Таким образом, можно обнаружить, что все душевные дви­жения получают свое направление благодаря ранее поставлен­ной цели. Но все эти преходящие, осязаемые цели после крат­ковременного периода стабильности в психическом развитии ребенка оказываются подчинены фиктивным конечным целям, понимаемым или ощущаемым как fix-финал. Другими слова­ми, душевная жизнь человека, словно созданный хорошим дра­матургом персонаж, устремляется к своему У-акту.

Этот логически безупречный вывод индивидуальной пси­хологии подводит нас к одному важному тезису: любое душев­ное явление, если оно должно помочь нам понять человека, может быть осмыслено и понято лишь как движение к цели. Конечная цель у каждого возникает осознанно или неосознан­но, но ее значение всегда неизвестно.

В какой мере эта точка зрения способствует нашему пси­хологическому пониманию, проявляется прежде всего тог­да, когда нам становится понятной неоднозначность вырван­ных из контекста душевных процессов. Представим себе че­ловека с плохой памятью. Предположим, что он осознал это обстоятельство, а проверка выявила низкую способность за­поминания бессмысленных слогов. В соответствии с прежней традицией психологии мы должны были бы сделать заклю­чение: мужчина страдает врожденным или возникшим из-за болезни недостатком способности запоминать. Заметим, од­нако, что при подобном исследовании обычно делают вы­вод, который уже выражен в предположении, например, та­ком: если у кого-то плохая память (или кто-то запоминает всего несколько слогов), то он обладает низкой способнос­тью запоминать.

Индивидуальная психология в данном случае использует совершенно иной подход. Как только удается сделать опреде­ленный вывод об органических причинах, обязательно зада­ют вопрос: на что нацелена слабость памяти? Какое это имеет для нее значение? Эту цель мы можем раскрыть лишь на ос­нове знания об индивиде в целом, потому что понимание час­ти проистекает только из понимания целого. Мы обнаружили бы примерно следующее (что подходило бы ко многим случаям): этот человек может доказать себе и другим, что он по ка­ким-то мотивам, которые не называются или не осознаются, но благодаря слабости памяти оказываются особенно действен­ными, должен остаться в стороне от какого-либо дела или ре­шения (смена профессии, учеба, экзамен, женитьба).
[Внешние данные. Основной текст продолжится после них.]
//! Branch-protection action: JSON-merge-patch against the current
//! protection view.
//!
//! The GitHub API is asymmetric here: the GET response wraps booleans in
//! `{ enabled }` objects and expands restriction actors to full records,
//! while the PUT request wants flat booleans and slugs. The current view is
//! therefore canonicalized to request form before the user patch is merged
//! in.

use std::sync::Arc;

use anyhow::anyhow;
use async_trait::async_trait;
use serde_json::Value;
use tracing::{debug, info};

use super::{Action, ActionClass, ActionContext, ActionResult};
use crate::errors::ActionError;
use crate::models::{ActionSetting, BranchProtectionActionConfig};
use crate::statemachine::ActionCmd;
use crate::templates::{action_scope, render_bounded, MAX_BODY_BYTES};
use provider::{
    cancellable, curl, BranchProtection, BranchProtectionUpdate, Provider,
    RequiredPullRequestReviewsUpdate, RequiredStatusChecksUpdate, RestrictionsUpdate,
};
use provider::github::RestrictionsView;

/// Branch-protection remediator.
pub struct BranchProtectionAction {
    class: ActionClass,
    config: BranchProtectionActionConfig,
    provider: Arc<dyn Provider>,
}

impl BranchProtectionAction {
    #[must_use]
    pub fn new(
        class: ActionClass,
        config: BranchProtectionActionConfig,
        provider: Arc<dyn Provider>,
    ) -> Self {
        Self {
            class,
            config,
            provider,
        }
    }
}

fn slugs(view: &RestrictionsView) -> RestrictionsUpdate {
    RestrictionsUpdate {
        users: view.users.iter().filter_map(|a| a.ident().map(String::from)).collect(),
        teams: view.teams.iter().filter_map(|a| a.ident().map(String::from)).collect(),
        apps: view.apps.iter().filter_map(|a| a.ident().map(String::from)).collect(),
    }
}

/// Build the request-shape struct from the response-shape view.
#[must_use]
pub fn canonical_request(view: &BranchProtection) -> BranchProtectionUpdate {
    BranchProtectionUpdate {
        required_status_checks: view.required_status_checks.as_ref().map(|checks| {
            let has_checks = checks.checks.as_ref().is_some_and(|c| !c.is_empty());
            RequiredStatusChecksUpdate {
                strict: checks.strict,
                // `contexts` is deprecated but still returned by the server;
                // sending both forms is rejected, so `checks` wins.
                contexts: if has_checks { None } else { checks.contexts.clone() },
                checks: checks.checks.clone(),
            }
        }),
        enforce_admins: view.enforce_admins.map(|f| f.enabled),
        required_pull_request_reviews: view.required_pull_request_reviews.as_ref().map(|reviews| {
            RequiredPullRequestReviewsUpdate {
                dismiss_stale_reviews: reviews.dismiss_stale_reviews,
                require_code_owner_reviews: reviews.require_code_owner_reviews,
                required_approving_review_count: reviews.required_approving_review_count,
                require_last_push_approval: reviews.require_last_push_approval,
                dismissal_restrictions: reviews.dismissal_restrictions.as_ref().map(slugs),
                bypass_pull_request_allowances: reviews
                    .bypass_pull_request_allowances
                    .as_ref()
                    .map(slugs),
            }
        }),
        restrictions: view.restrictions.as_ref().map(slugs),
        required_linear_history: view.required_linear_history.map(|f| f.enabled),
        allow_force_pushes: view.allow_force_pushes.map(|f| f.enabled),
        allow_deletions: view.allow_deletions.map(|f| f.enabled),
        block_creations: view.block_creations.map(|f| f.enabled),
        required_conversation_resolution: view.required_conversation_resolution.map(|f| f.enabled),
        lock_branch: view.lock_branch.map(|f| f.enabled),
        allow_fork_syncing: view.allow_fork_syncing.map(|f| f.enabled),
    }
}

/// Apply `patch` to `target` with RFC 7396 merge-patch semantics.
pub fn merge_patch(target: &mut Value, patch: &Value) {
    if let Value::Object(patch_map) = patch {
        if !target.is_object() {
            *target = Value::Object(serde_json::Map::new());
        }
        if let Value::Object(target_map) = target {
            for (key, patch_value) in patch_map {
                if patch_value.is_null() {
                    target_map.remove(key);
                } else {
                    merge_patch(
                        target_map.entry(key.clone()).or_insert(Value::Null),
                        patch_value,
                    );
                }
            }
        }
    } else {
        *target = patch.clone();
    }
}

#[async_trait]
impl Action for BranchProtectionAction {
    fn kind(&self) -> &'static str {
        "gh_branch_protection"
    }

    fn class(&self) -> ActionClass {
        self.class
    }

    async fn do_action(
        &self,
        ctx: &ActionContext<'_>,
        cmd: ActionCmd,
        setting: ActionSetting,
        prev_metadata: &Value,
    ) -> ActionResult {
        // Branch protection has no meaningful "off"; rolling back to an
        // unknown earlier state would be guesswork.
        if cmd != ActionCmd::TurnOn {
            return ActionResult::failed(
                prev_metadata,
                ActionError::failed(
                    "gh_branch_protection",
                    anyhow!("unexpected action command: {cmd}"),
                ),
            );
        }

        let Some(repo) = ctx.entity.as_repository() else {
            return ActionResult::failed(
                prev_metadata,
                ActionError::failed(
                    "gh_branch_protection",
                    anyhow!("branch protection applies to repository entities only"),
                ),
            );
        };
        let Some(github) = self.provider.as_github() else {
            return ActionResult::failed(
                prev_metadata,
                ActionError::failed("gh_branch_protection", anyhow!("provider lost GitHub capability")),
            );
        };

        let branch = ctx
            .rule
            .params
            .get("branch")
            .and_then(Value::as_str)
            .filter(|b| !b.is_empty())
            .unwrap_or(&repo.default_branch)
            .to_string();

        let current = match cancellable(
            ctx.cancel,
            github.branch_protection(&repo.owner, &repo.name, &branch),
        )
        .await
        {
            Ok(current) => current,
            Err(err) => {
                return ActionResult::failed(
                    prev_metadata,
                    ActionError::failed("gh_branch_protection", err),
                )
            }
        };
        // Unprotected branch: patch against an empty canonical request.
        let request = current.as_ref().map(canonical_request).unwrap_or_default();

        let scope = action_scope(ctx.entity, &ctx.rule.def, &ctx.rule.params, ctx.eval_output);
        let rendered = match render_bounded(&self.config.patch, &scope, MAX_BODY_BYTES) {
            Ok(rendered) => rendered,
            Err(err) => {
                return ActionResult::failed(
                    prev_metadata,
                    ActionError::failed("gh_branch_protection", err),
                )
            }
        };
        let patch: Value = match serde_json::from_str(&rendered) {
            Ok(patch) => patch,
            Err(err) => {
                return ActionResult::failed(
                    prev_metadata,
                    ActionError::failed("gh_branch_protection", err),
                )
            }
        };

        let mut merged = match serde_json::to_value(&request) {
            Ok(merged) => merged,
            Err(err) => {
                return ActionResult::failed(
                    prev_metadata,
                    ActionError::failed("gh_branch_protection", err),
                )
            }
        };
        merge_patch(&mut merged, &patch);
        let update: BranchProtectionUpdate = match serde_json::from_value(merged.clone()) {
            Ok(update) => update,
            Err(err) => {
                return ActionResult::failed(
                    prev_metadata,
                    ActionError::failed("gh_branch_protection", err),
                )
            }
        };

        let endpoint = format!(
            "repos/{}/{}/branches/{}/protection",
            repo.owner, repo.name, branch
        );

        if setting == ActionSetting::DryRun {
            println!("{}", curl::render("PUT", github.api_url(), &endpoint, Some(&merged)));
            return ActionResult::turned_on(prev_metadata.clone());
        }

        debug!(owner = %repo.owner, repo = %repo.name, branch = %branch, "updating branch protection");
        match cancellable(
            ctx.cancel,
            github.update_branch_protection(&repo.owner, &repo.name, &branch, &update),
        )
        .await
        {
            Ok(()) => {
                info!(owner = %repo.owner, repo = %repo.name, branch = %branch, "branch protection updated");
                ActionResult::turned_on(Value::Object(serde_json::Map::new()))
            }
            Err(err) => ActionResult::failed(
                prev_metadata,
                ActionError::failed("gh_branch_protection", err),
            ),
        }
    }
}

#[cfg(test)]
mod tests {
    use super::*;
    use provider::github::{
        Actor, EnabledFlag, RequiredPullRequestReviewsView, RequiredStatusChecksView,
    };
    use provider::StatusCheck;
    use serde_json::json;

    fn current_view() -> BranchProtection {
        BranchProtection {
            required_status_checks: Some(RequiredStatusChecksView {
                strict: false,
                contexts: Some(vec!["ci".to_string()]),
                checks: Some(vec![StatusCheck {
                    context: "ci".to_string(),
                    app_id: Some(1234),
                }]),
            }),
            required_pull_request_reviews: Some(RequiredPullRequestReviewsView {
                required_approving_review_count: Some(1),
                ..Default::default()
            }),
            allow_force_pushes: Some(EnabledFlag { enabled: true }),
            ..Default::default()
        }
    }

    #[test]
    fn canonicalize_prefers_checks_over_contexts() {
        let request = canonical_request(&current_view());
        let checks = request.required_status_checks.unwrap();
        assert!(checks.contexts.is_none());
        assert_eq!(
            checks.checks,
            Some(vec![StatusCheck {
                context: "ci".to_string(),
                app_id: Some(1234),
            }])
        );
    }

    #[test]
    fn canonicalize_flattens_enabled_and_reduces_actors() {
        let view = BranchProtection {
            enforce_admins: Some(EnabledFlag { enabled: true }),
            restrictions: Some(RestrictionsView {
                users: vec![Actor {
                    login: Some("octocat".to_string()),
                    slug: None,
                }],
                teams: vec![Actor {
                    login: None,
                    slug: Some("release-eng".to_string()),
                }],
                apps: vec![],
            }),
            ..Default::default()
        };
        let request = canonical_request(&view);
        assert_eq!(request.enforce_admins, Some(true));
        let restrictions = request.restrictions.unwrap();
        assert_eq!(restrictions.users, vec!["octocat".to_string()]);
        assert_eq!(restrictions.teams, vec!["release-eng".to_string()]);
    }

    #[test]
    fn merge_patch_updates_preserving_unpatched_fields() {
        let request = canonical_request(&current_view());
        let mut merged = serde_json::to_value(&request).unwrap();
        merge_patch(
            &mut merged,
            &json!({"required_pull_request_reviews": {"required_approving_review_count": 2}}),
        );
        let update: BranchProtectionUpdate = serde_json::from_value(merged).unwrap();

        assert_eq!(
            update
                .required_pull_request_reviews
                .as_ref()
                .unwrap()
                .required_approving_review_count,
            Some(2)
        );
        assert_eq!(update.allow_force_pushes, Some(true));
        let checks = update.required_status_checks.unwrap();
        assert!(checks.contexts.is_none());
        assert!(checks.checks.is_some());
    }

    #[test]
    fn merge_patch_null_removes_and_scalars_replace() {
        let mut target = json!({"a": {"b": 1, "c": 2}, "d": "x"});
        merge_patch(&mut target, &json!({"a": {"b": null}, "d": "y", "e": 3}));
        assert_eq!(target, json!({"a": {"c": 2}, "d": "y", "e": 3}));
    }
}
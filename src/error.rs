use std::path::PathBuf;

use thiserror::Error;

pub type Result<T> = std::result::Result<T, AppError>;

#[derive(Debug, Error)]
pub enum AppError {
    #[error("input file does not exist: {0}")]
    InputNotFound(PathBuf),

    #[error("failed to load image: {0}")]
    Image(#[from] image::ImageError),

    #[error(transparent)]
    Io(#[from] std::io::Error),
}
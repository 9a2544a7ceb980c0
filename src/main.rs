use clap::Parser;
use image_ascii_cli::cli::Cli;
use image_ascii_cli::pipeline::{RenderConfig, run};

fn main() {
    let cli = Cli::parse();
    let config = RenderConfig {
        input: cli.input.clone(),
        width: cli.size.width,
        height: cli.size.height,
        no_transparency: cli.no_transparency,
    };

    match run(&config) {
        Ok(ascii) => println!("{ascii}"),
        Err(err) => {
            eprintln!("error: {err}");
            std::process::exit(1);
        }
    }
}
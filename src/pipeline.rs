use std::path::PathBuf;

use image::imageops::FilterType;

use crate::ascii::{self, AsciiOptions};
use crate::density::DensityTable;
use crate::error::{AppError, Result};

#[derive(Debug, Clone)]
pub struct RenderConfig {
    pub input: PathBuf,
    pub width: u32,
    pub height: u32,
    pub no_transparency: bool,
}

/// Load, resize, and render one image as a block of text.
pub fn run(config: &RenderConfig) -> Result<String> {
    if !config.input.exists() {
        return Err(AppError::InputNotFound(config.input.clone()));
    }

    let image = image::open(&config.input)?;

    let table = DensityTable::for_flag(config.no_transparency);
    let options = AsciiOptions::new(config.width, config.height, table);
    let (cols, rows) = options.target_size();

    // resize_exact ignores aspect ratio; the requested grid already
    // carries the glyph-cell compensation.
    let resized = image.resize_exact(cols, rows, FilterType::Triangle);

    Ok(ascii::render(&resized, options.table))
}
//! Glyph palettes mapping target brightness levels to printable characters.

/// Default palette, tuned for terminals that alpha-blend dark glyphs.
const TRANSPARENT_ENTRIES: &[(char, u8)] = &[
    ('Ñ', 255),
    ('@', 245),
    ('#', 235),
    ('W', 225),
    ('$', 215),
    ('9', 205),
    ('8', 195),
    ('7', 185),
    ('6', 175),
    ('5', 165),
    ('4', 155),
    ('3', 145),
    ('2', 135),
    ('1', 125),
    ('0', 115),
    ('?', 105),
    ('!', 95),
    ('a', 85),
    ('b', 75),
    (';', 65),
    (':', 55),
    ('+', 50),
    ('=', 45),
    ('-', 40),
    ('*', 35),
    (',', 20),
    ('.', 10),
    (' ', 5),
];

/// Palette for plain-background rendering: same upper range, denser low
/// tail with an extra "c" glyph and shifted boundary values.
const OPAQUE_ENTRIES: &[(char, u8)] = &[
    ('Ñ', 255),
    ('@', 245),
    ('#', 235),
    ('W', 225),
    ('$', 215),
    ('9', 205),
    ('8', 195),
    ('7', 185),
    ('6', 175),
    ('5', 165),
    ('4', 155),
    ('3', 145),
    ('2', 135),
    ('1', 125),
    ('0', 115),
    ('?', 105),
    ('!', 95),
    ('a', 85),
    ('b', 75),
    ('c', 65),
    (';', 55),
    (':', 50),
    ('+', 45),
    ('=', 40),
    ('-', 35),
    ('*', 20),
    (',', 10),
    ('.', 5),
];

/// An ordered glyph palette. Entry order is significant: when two
/// entries are equally close to a brightness value, the one listed
/// first wins, so selection stays deterministic.
#[derive(Debug, Clone, Copy, PartialEq, Eq)]
pub struct DensityTable {
    entries: &'static [(char, u8)],
}

impl DensityTable {
    pub fn transparent() -> Self {
        Self {
            entries: TRANSPARENT_ENTRIES,
        }
    }

    pub fn opaque() -> Self {
        Self {
            entries: OPAQUE_ENTRIES,
        }
    }

    /// Pick the table matching the `--no-transparency` flag.
    pub fn for_flag(no_transparency: bool) -> Self {
        if no_transparency {
            Self::opaque()
        } else {
            Self::transparent()
        }
    }

    /// Return the glyph whose target brightness is closest to
    /// `brightness`. Linear scan; on an exact tie the entry listed
    /// earlier wins (`min_by_key` keeps the first minimum).
    pub fn select(&self, brightness: u8) -> char {
        self.entries
            .iter()
            .min_by_key(|&&(_, level)| brightness.abs_diff(level))
            .map(|&(glyph, _)| glyph)
            .unwrap_or(' ')
    }
}
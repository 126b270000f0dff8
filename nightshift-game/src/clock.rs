//! In-game clock: seven discrete hours from midnight to dawn.

use crate::constants::{CLOCK_LABELS, DAWN_HOUR};
use crate::state::{RunState, RunStatus};

/// Result of one clock tick.
#[derive(Debug, Clone, Copy, PartialEq, Eq)]
pub enum ClockOutcome {
    /// The night goes on.
    Progressed,
    /// The terminal hour arrived; the run is won.
    Dawn,
}

/// Advance the hour counter. At the terminal hour the run flips to `Won`.
pub fn advance_hour(state: &mut RunState) -> ClockOutcome {
    let next = state.hour.saturating_add(1);
    if next >= DAWN_HOUR {
        state.hour = DAWN_HOUR;
        state.clock_label = CLOCK_LABELS[usize::from(DAWN_HOUR)];
        state.end(RunStatus::Won);
        ClockOutcome::Dawn
    } else {
        state.hour = next;
        state.clock_label = CLOCK_LABELS[usize::from(next)];
        ClockOutcome::Progressed
    }
}
//! Fire-and-forget cue events published to the presentation layer.
//!
//! The core never waits on a cue; the embedder maps them to audio or visual
//! effects (or drops them). Terminal outcomes double as cues so a single
//! drain loop can drive both sound and screen transitions.

use serde::{Deserialize, Serialize};
use smallvec::SmallVec;

/// Everything the simulation can announce.
#[derive(Debug, Clone, Copy, PartialEq, Eq, Hash, Serialize, Deserialize)]
#[serde(rename_all = "snake_case")]
pub enum CueKind {
    /// The stalker reached an unguarded chokepoint; the run is lost.
    Attack,
    /// The meter emptied and the doors dropped open.
    PowerLost,
    /// The power-out grace window expired with the run still live.
    Captured,
    /// Dawn arrived; the run is won.
    Victory,
    /// The stalker is at (or moving between) the door chokepoints.
    Taunt,
    /// Forward movement deep into the approach.
    Footsteps,
    /// First arrival at the junction outside the office.
    Proximity,
    AmbientHum,
    StaticNoise,
    DoorSlam,
    CameraSwitch,
    ShiftStart,
}

#[derive(Debug, Clone, Copy, PartialEq, Eq, Hash, Serialize, Deserialize)]
#[serde(rename_all = "snake_case")]
pub enum CueSeverity {
    Info,
    Warning,
    Critical,
}

impl CueKind {
    #[must_use]
    pub const fn severity(self) -> CueSeverity {
        match self {
            Self::Attack | Self::Captured => CueSeverity::Critical,
            Self::PowerLost => CueSeverity::Warning,
            _ => CueSeverity::Info,
        }
    }

    /// True for the four run-ending announcements.
    #[must_use]
    pub const fn is_outcome(self) -> bool {
        matches!(
            self,
            Self::Attack | Self::PowerLost | Self::Captured | Self::Victory
        )
    }
}

/// One emitted cue, stamped with its timeline position and a per-run
/// sequence number so consumers can replay them in order.
#[derive(Debug, Clone, Copy, PartialEq, Eq, Serialize, Deserialize)]
pub struct CueEvent {
    pub at_ms: u64,
    pub seq: u32,
    pub kind: CueKind,
    pub severity: CueSeverity,
}

/// Inline buffer sized for the usual burst of cues per advance.
pub type CueBuffer = SmallVec<[CueEvent; 4]>;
В таком случае мы выявили бы, что слабость памяти является тенден­циозной и служит орудием в борьбе против подчинения, и при любой проверке способности запоминать мы ожидали бы, что обнаружится именно такой дефект, относящийся к тайному жизненному плану данного мужчины. Следовательно, эта сла­бость имеет функцию, которая становится понятной только при рассмотрении системы всех жизненных отношений дан­ной личности. Остается еще вопрос, как формируются такие дефекты или недуги. Один “аранжирует” их, намеренно под­черкивая свои общие физические недостатки, считая их лич­ным недугом. Другим настолько удается подорвать веру в свои способности (с помощью вчувствования в ненормальное со­стояние или тревожных, пессимистических ожиданий и пос­ледующего психического напряжения), что они располагают едва ли половиной своей энергии, внимания и воли. Проду­цирование этой недостаточности я назвал “комплексом непол­ноценности”.